Evaluate the Efficacy and Safety of FB825 in Adult With Allergic Asthma

This is a randomized, placebo-controlled and double-blind study to evaluate the efficacy and safety of FB825 in adult patients with moderate-to-severe allergic asthma.

The study comprises of a 4-week screening period, a 24-week treatment period and a 12-week follow-up period. It is anticipated that approximately 100 subjects will be enrolled into this trial, in order to complete a total of 92 evaluable subjects. Eligible subjects will be randomized to receive placebo or FB825 in a 1:1 ratio. Eligibility will be checked in patients with allergic asthma during the 4-week screening period. Potential candidates should provide signed informed consent forms before starting any screening activities.
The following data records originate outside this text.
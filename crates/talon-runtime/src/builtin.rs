//! Built-in scheduling skills.
//!
//! `schedule_create` never touches the store: it answers with a proposal
//! that the user has to confirm. The other four act immediately and answer
//! with a [`SchedulerNotice`] (or a listing).

use chrono::{DateTime, Local, Utc};
use futures::FutureExt;
use serde_json::Value;
use std::sync::Arc;
use talon_core::{
    ExecutionError, Proposal, ProposedAction, SchedulerNotice, SkillOutcome, default_description,
    new_job_id,
};
use talon_scheduler::{CronExpr, JobStore, ScheduleTimezone, resolve_id};
use talon_skills::{FnBody, ParamSpec, ParamType, Params, SkillDefinition};

/// Ids of the skills returned by [`scheduling_skills`].
pub const SCHEDULING_SKILLS: [&str; 5] = [
    "schedule_create",
    "schedule_list",
    "schedule_delete",
    "schedule_pause",
    "schedule_resume",
];

pub fn scheduling_skills(store: JobStore, timezone: ScheduleTimezone) -> Vec<SkillDefinition> {
    vec![
        create_skill(store.clone()),
        list_skill(store.clone(), timezone),
        toggle_skill(store.clone(), Toggle::Delete),
        toggle_skill(store.clone(), Toggle::Pause),
        toggle_skill(store, Toggle::Resume),
    ]
}

/// The value as supplied. Blank text counts as absent.
fn text_param(params: &Params, name: &str) -> Option<String> {
    params
        .get(name)
        .and_then(Value::as_str)
        .filter(|s| !s.trim().is_empty())
        .map(str::to_string)
}

fn required_text(skill: &str, params: &Params, name: &str) -> Result<String, ExecutionError> {
    text_param(params, name).ok_or_else(|| ExecutionError::MissingParameter {
        skill: skill.to_string(),
        name: name.to_string(),
    })
}

// ── schedule_create ───────────────────────────────────────────

async fn propose_schedule(store: JobStore, params: Params) -> anyhow::Result<SkillOutcome> {
    let task = required_text("schedule_create", &params, "task")?;
    let raw_cron = required_text("schedule_create", &params, "cron")?;
    let cron = CronExpr::parse(&raw_cron).map_err(|e| ExecutionError::InvalidParameter {
        skill: "schedule_create".into(),
        name: "cron".into(),
        reason: e.to_string(),
    })?;
    let description = default_description(text_param(&params, "description"), &raw_cron);

    let mut id = new_job_id();
    while store.get(&id).await.is_some() {
        id = new_job_id();
    }

    let proposal = Proposal::new(
        id,
        ProposedAction::CreateSchedule {
            task,
            cron: raw_cron,
            description,
            schedule: cron.describe(),
        },
    );
    Ok(SkillOutcome::proposal(proposal))
}

fn create_skill(store: JobStore) -> SkillDefinition {
    let body = FnBody::new(move |params| propose_schedule(store.clone(), params).boxed());

    SkillDefinition::builtin(
        "schedule_create",
        "Schedule a recurring task with a five-field cron expression (minute hour day month weekday). \
         Asks for confirmation before anything is saved.",
        vec![
            ParamSpec::required("task", ParamType::String)
                .describe("Instruction to run each time the schedule fires"),
            ParamSpec::required("cron", ParamType::String).describe("Cron expression, e.g. 0 8 * * *"),
            ParamSpec::optional("description", ParamType::String).describe("Short label for listings"),
        ],
        Arc::new(body),
    )
}

// ── schedule_list ─────────────────────────────────────────────

async fn list_jobs(store: JobStore, timezone: ScheduleTimezone) -> anyhow::Result<SkillOutcome> {
    let jobs = store.list().await;
    if jobs.is_empty() {
        return Ok(SkillOutcome::text("No scheduled jobs."));
    }

    let now = Utc::now();
    let active = jobs.iter().filter(|j| j.enabled).count();
    let mut lines = Vec::with_capacity(jobs.len() + 1);
    lines.push(format!("{} job(s) ({active} active):", jobs.len()));

    for job in &jobs {
        let status = if job.enabled { "active" } else { "paused" };
        let (schedule, next) = match CronExpr::parse(&job.cron) {
            Ok(cron) => {
                let next = if job.enabled {
                    timezone
                        .next_run(&cron, &now)
                        .map(|t| format_time(timezone, t))
                        .unwrap_or_else(|| "never".into())
                } else {
                    "-".into()
                };
                (cron.describe(), next)
            }
            Err(_) => ("invalid cron".into(), "never".into()),
        };
        let last = job
            .last_run
            .map(|t| format_time(timezone, t))
            .unwrap_or_else(|| "never".into());
        lines.push(format!(
            "• [{status}] {} | {} ({schedule}) | {} | next: {next} | last: {last}",
            job.id, job.cron, job.description
        ));
    }
    Ok(SkillOutcome::text(lines.join("\n")))
}

fn list_skill(store: JobStore, timezone: ScheduleTimezone) -> SkillDefinition {
    let body = FnBody::new(move |_params| list_jobs(store.clone(), timezone).boxed());

    SkillDefinition::builtin(
        "schedule_list",
        "List all scheduled jobs with their cron schedule, status and next run time.",
        Vec::new(),
        Arc::new(body),
    )
}

fn format_time(timezone: ScheduleTimezone, t: DateTime<Utc>) -> String {
    match timezone {
        ScheduleTimezone::Utc => t.format("%Y-%m-%d %H:%M UTC").to_string(),
        ScheduleTimezone::Local => t.with_timezone(&Local).format("%Y-%m-%d %H:%M").to_string(),
    }
}

// ── schedule_delete / pause / resume ──────────────────────────

#[derive(Debug, Clone, Copy)]
enum Toggle {
    Delete,
    Pause,
    Resume,
}

impl Toggle {
    fn id(self) -> &'static str {
        match self {
            Self::Delete => "schedule_delete",
            Self::Pause => "schedule_pause",
            Self::Resume => "schedule_resume",
        }
    }

    fn description(self) -> &'static str {
        match self {
            Self::Delete => "Delete a scheduled job permanently by its id.",
            Self::Pause => "Pause a scheduled job so it stops firing until resumed.",
            Self::Resume => "Resume a paused scheduled job.",
        }
    }
}

async fn apply_toggle(store: JobStore, toggle: Toggle, params: Params) -> anyhow::Result<SkillOutcome> {
    let input = required_text(toggle.id(), &params, "job_id")?.trim().to_string();
    let jobs = store.list().await;
    let Some(job_id) = resolve_id(&jobs, &input) else {
        return Ok(SkillOutcome::notice(SchedulerNotice::NotFound { job_id: input }));
    };

    let found = match toggle {
        Toggle::Delete => store.delete(&job_id).await?,
        Toggle::Pause => store.set_enabled(&job_id, false).await?,
        Toggle::Resume => store.set_enabled(&job_id, true).await?,
    };
    let notice = match (found, toggle) {
        (false, _) => SchedulerNotice::NotFound { job_id },
        (true, Toggle::Delete) => SchedulerNotice::Deleted { job_id },
        (true, Toggle::Pause) => SchedulerNotice::Paused { job_id },
        (true, Toggle::Resume) => SchedulerNotice::Resumed { job_id },
    };
    Ok(SkillOutcome::notice(notice))
}

fn toggle_skill(store: JobStore, toggle: Toggle) -> SkillDefinition {
    let body = FnBody::new(move |params| apply_toggle(store.clone(), toggle, params).boxed());

    SkillDefinition::builtin(
        toggle.id(),
        toggle.description(),
        vec![ParamSpec::required("job_id", ParamType::String).describe("Id shown by schedule_list")],
        Arc::new(body),
    )
}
The subjects will receive one dose of 8 mg/kg FB825 or placebo, and five doses of 4 mg/kg FB825 or placebo every 4 weeks subsequently. The study drug will be administered as a 1-hour IV infusion. Patients may administer albuterol (or equivalents) as rescue medications as needed throughout the study. Prior to screening, patients must be on a stable dose of any of formulations of ICS/LABA combination therapy for at least 1 month. Patients who have been on medium to high dose medication according to the GINA guidelines (GINA, 2021) maintained at randomization (Day 1) will remain on their current treatment as background therapy. ICS/LABA combination therapy during background therapy stable phase (Day -28 to Day 28) followed by ICS (fluticasone or equivalent) during ICS tapering phase (Day 29 to Day 112 or Day 140), and then followed by the FB825 monotherapy phase (Day 113 or Day 141 to Day 168). Upon completing 24 weeks of treatment with the investigational product, patients will be placed on ICS/LABA combination therapy and albuterol (or equivalents) (as needed) to control their symptoms.